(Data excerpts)
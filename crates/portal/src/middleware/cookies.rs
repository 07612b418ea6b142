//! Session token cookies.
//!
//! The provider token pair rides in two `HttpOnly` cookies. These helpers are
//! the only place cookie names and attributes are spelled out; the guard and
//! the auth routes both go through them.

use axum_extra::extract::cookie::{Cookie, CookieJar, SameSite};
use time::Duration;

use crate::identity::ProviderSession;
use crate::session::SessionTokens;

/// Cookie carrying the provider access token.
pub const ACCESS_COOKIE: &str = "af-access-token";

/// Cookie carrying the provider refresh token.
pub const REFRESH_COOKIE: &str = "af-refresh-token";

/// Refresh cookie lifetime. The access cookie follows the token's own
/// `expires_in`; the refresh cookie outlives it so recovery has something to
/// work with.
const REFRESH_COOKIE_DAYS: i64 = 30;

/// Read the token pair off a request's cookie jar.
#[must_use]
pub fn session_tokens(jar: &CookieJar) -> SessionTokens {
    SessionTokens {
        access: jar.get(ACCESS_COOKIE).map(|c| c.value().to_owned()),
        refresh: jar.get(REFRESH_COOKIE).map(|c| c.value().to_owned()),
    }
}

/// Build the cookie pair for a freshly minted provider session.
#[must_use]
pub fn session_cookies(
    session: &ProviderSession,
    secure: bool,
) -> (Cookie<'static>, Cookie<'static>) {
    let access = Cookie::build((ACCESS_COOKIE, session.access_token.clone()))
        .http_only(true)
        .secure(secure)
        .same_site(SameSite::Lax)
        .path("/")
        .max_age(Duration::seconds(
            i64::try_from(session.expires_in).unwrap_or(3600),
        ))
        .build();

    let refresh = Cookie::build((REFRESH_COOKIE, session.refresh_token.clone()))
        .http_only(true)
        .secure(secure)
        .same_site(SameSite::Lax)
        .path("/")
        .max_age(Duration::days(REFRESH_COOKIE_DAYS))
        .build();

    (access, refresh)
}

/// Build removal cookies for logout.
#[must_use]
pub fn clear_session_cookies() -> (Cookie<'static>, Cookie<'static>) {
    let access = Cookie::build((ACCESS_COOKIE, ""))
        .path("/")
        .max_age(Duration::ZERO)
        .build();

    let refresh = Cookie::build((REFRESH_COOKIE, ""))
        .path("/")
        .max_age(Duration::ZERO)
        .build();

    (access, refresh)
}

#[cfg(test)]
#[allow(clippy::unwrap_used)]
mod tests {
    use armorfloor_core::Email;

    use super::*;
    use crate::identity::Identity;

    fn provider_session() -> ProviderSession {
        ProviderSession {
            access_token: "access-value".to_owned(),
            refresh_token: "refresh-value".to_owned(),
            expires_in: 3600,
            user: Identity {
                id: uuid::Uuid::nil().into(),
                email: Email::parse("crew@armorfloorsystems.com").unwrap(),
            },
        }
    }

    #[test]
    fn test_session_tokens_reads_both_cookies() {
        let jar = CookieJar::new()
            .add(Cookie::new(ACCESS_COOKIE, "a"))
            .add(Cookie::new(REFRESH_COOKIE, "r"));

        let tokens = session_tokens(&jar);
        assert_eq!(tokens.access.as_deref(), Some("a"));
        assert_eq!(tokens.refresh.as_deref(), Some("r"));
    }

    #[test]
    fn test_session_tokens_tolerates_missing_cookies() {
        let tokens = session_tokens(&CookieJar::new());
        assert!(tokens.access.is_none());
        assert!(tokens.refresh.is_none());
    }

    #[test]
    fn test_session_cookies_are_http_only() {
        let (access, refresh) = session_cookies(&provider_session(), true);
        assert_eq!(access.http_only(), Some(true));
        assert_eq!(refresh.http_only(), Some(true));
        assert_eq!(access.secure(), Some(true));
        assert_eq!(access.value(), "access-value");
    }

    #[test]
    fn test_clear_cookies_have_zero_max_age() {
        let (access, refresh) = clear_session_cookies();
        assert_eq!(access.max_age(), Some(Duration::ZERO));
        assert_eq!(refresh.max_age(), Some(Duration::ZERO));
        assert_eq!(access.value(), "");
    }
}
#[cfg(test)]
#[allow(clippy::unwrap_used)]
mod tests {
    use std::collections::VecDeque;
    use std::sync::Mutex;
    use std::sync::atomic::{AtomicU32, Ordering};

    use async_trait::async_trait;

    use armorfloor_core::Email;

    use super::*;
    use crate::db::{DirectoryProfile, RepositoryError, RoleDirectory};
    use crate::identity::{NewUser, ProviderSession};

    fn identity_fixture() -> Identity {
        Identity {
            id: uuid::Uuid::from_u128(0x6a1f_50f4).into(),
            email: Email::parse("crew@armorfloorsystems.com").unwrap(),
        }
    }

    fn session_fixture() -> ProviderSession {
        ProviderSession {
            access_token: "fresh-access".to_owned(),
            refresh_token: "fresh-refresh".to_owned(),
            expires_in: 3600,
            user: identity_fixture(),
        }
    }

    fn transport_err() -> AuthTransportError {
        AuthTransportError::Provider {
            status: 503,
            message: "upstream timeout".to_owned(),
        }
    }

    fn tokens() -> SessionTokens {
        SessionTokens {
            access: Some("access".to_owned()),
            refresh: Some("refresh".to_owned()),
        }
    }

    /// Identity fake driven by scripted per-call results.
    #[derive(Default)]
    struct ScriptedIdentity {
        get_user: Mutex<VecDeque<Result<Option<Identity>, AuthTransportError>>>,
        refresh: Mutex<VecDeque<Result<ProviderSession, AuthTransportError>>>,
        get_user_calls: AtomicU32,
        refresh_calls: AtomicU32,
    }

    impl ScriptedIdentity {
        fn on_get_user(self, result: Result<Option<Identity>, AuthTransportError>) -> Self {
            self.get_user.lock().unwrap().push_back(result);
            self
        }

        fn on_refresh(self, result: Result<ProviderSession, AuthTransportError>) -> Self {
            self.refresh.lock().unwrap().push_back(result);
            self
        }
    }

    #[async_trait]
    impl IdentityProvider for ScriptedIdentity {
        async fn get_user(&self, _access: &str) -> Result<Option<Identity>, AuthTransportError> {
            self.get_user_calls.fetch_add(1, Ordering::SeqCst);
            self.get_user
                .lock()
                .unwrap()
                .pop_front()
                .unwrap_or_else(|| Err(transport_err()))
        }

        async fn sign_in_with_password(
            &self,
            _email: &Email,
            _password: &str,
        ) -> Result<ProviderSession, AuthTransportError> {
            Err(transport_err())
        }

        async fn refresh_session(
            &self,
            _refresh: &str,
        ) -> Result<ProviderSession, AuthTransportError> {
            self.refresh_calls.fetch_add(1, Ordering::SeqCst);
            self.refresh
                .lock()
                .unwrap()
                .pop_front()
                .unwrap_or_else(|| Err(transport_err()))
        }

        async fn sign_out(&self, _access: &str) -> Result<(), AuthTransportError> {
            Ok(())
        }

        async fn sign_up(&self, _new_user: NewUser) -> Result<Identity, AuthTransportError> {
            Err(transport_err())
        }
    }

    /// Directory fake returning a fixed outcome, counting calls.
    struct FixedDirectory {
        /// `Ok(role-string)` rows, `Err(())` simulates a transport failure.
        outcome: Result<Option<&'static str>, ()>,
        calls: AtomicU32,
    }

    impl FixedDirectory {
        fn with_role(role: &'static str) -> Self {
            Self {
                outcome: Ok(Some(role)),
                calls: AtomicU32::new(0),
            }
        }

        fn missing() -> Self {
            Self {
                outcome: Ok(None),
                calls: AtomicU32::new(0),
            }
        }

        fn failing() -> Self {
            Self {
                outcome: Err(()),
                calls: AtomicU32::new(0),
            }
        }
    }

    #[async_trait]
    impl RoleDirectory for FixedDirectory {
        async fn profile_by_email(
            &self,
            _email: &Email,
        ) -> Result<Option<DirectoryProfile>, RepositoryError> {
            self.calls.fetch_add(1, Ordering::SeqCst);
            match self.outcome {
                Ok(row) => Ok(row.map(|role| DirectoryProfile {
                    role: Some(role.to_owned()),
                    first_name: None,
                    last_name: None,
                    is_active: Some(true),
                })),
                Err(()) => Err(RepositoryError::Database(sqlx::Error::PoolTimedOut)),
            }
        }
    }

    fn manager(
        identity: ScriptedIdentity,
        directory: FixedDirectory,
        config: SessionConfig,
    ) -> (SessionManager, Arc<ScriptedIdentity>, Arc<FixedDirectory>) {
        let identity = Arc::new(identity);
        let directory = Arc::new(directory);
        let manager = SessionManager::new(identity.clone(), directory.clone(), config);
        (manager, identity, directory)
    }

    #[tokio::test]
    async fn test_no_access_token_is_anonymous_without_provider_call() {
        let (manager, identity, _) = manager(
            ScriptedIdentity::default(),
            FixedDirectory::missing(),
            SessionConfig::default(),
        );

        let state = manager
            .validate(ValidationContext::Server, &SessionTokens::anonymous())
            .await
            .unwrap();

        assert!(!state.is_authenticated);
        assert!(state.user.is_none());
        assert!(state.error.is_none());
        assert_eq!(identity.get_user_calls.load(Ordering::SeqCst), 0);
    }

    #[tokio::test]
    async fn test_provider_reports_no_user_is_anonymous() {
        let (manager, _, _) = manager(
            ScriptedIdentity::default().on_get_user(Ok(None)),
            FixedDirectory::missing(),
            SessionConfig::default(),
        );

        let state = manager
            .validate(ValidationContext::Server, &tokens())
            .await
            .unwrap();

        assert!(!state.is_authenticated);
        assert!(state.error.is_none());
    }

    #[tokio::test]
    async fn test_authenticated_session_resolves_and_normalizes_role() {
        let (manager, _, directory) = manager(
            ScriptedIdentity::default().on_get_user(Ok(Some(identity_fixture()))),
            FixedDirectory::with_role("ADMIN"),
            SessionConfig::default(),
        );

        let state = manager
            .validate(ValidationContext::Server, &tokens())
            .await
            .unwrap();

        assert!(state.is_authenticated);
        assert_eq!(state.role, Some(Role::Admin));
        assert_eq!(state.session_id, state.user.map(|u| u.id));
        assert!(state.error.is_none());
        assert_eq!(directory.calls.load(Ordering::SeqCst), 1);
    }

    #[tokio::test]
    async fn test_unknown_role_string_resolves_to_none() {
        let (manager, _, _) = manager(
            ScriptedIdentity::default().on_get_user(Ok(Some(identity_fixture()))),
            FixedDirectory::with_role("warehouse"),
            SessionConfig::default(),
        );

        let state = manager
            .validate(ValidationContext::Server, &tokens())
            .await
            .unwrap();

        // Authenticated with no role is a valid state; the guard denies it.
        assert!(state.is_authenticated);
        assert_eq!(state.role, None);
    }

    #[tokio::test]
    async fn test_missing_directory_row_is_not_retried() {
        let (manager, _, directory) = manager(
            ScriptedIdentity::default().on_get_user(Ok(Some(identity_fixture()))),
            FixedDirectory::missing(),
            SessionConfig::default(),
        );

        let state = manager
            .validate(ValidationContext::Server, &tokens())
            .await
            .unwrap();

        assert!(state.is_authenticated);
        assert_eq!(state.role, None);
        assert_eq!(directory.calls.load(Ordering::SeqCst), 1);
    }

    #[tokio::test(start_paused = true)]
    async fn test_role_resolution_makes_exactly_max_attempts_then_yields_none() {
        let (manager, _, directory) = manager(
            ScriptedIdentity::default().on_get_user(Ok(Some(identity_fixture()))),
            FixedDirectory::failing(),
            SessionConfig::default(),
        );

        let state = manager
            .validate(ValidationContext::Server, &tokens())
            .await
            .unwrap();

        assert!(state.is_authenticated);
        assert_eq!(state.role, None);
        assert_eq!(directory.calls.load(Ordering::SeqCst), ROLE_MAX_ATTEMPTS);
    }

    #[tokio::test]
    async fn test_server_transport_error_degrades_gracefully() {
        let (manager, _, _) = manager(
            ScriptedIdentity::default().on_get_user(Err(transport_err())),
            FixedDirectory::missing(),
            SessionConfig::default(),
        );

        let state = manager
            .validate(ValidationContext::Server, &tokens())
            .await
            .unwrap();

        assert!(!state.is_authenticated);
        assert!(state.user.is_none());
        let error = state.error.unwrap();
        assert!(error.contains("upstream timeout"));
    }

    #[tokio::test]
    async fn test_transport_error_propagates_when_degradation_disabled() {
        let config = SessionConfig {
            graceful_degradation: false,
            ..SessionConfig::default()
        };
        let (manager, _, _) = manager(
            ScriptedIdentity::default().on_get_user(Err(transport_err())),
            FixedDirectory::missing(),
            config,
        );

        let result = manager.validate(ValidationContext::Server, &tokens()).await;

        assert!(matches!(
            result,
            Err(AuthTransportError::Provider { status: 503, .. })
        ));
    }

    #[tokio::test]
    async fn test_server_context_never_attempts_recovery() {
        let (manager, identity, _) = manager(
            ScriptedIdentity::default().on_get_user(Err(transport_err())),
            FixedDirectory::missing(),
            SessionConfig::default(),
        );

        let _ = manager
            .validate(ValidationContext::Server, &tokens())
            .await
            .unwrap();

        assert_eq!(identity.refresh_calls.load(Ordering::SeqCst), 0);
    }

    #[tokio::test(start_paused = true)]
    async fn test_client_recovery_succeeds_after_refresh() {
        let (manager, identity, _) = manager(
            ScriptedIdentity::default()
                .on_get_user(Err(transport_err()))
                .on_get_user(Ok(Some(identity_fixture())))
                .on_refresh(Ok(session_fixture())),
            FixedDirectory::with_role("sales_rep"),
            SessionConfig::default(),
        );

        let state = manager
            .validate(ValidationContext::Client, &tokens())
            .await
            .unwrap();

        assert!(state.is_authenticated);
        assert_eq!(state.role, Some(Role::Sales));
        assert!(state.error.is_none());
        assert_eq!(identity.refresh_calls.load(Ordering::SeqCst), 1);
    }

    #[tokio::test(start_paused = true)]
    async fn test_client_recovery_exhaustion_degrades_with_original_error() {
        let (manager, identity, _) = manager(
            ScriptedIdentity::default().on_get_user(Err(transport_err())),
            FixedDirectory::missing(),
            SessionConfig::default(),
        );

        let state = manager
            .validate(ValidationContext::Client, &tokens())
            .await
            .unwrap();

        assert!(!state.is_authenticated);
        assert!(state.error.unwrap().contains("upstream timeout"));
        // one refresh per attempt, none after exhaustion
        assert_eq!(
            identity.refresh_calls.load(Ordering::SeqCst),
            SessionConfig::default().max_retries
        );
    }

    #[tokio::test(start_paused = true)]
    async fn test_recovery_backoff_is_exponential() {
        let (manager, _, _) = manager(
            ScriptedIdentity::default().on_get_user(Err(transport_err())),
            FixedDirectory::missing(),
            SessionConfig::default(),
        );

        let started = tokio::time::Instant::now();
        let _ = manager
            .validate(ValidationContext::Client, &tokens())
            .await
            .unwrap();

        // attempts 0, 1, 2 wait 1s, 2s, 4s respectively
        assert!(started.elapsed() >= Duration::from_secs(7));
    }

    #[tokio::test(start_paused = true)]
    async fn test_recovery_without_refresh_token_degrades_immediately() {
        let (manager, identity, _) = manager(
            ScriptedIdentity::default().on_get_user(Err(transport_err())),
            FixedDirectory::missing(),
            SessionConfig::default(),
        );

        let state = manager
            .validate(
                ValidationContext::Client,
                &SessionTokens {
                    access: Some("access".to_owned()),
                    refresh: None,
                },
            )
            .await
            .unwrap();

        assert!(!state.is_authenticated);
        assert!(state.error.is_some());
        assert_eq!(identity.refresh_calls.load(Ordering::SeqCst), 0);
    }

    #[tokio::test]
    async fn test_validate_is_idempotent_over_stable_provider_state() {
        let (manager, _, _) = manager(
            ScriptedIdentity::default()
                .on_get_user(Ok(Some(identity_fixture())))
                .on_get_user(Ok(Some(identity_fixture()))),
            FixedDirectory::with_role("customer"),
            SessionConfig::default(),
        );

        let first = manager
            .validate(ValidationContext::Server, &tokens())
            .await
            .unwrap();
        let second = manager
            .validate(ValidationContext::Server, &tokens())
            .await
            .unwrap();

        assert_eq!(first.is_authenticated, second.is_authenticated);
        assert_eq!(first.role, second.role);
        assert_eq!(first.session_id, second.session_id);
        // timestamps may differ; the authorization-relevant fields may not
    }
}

**Your objective**.
Note each line of the entries that has "started" in it, and copy those lines.

**Finished task**.
        let started = tokio::time::Instant::now();
        assert!(started.elapsed() >= Duration::from_secs(7));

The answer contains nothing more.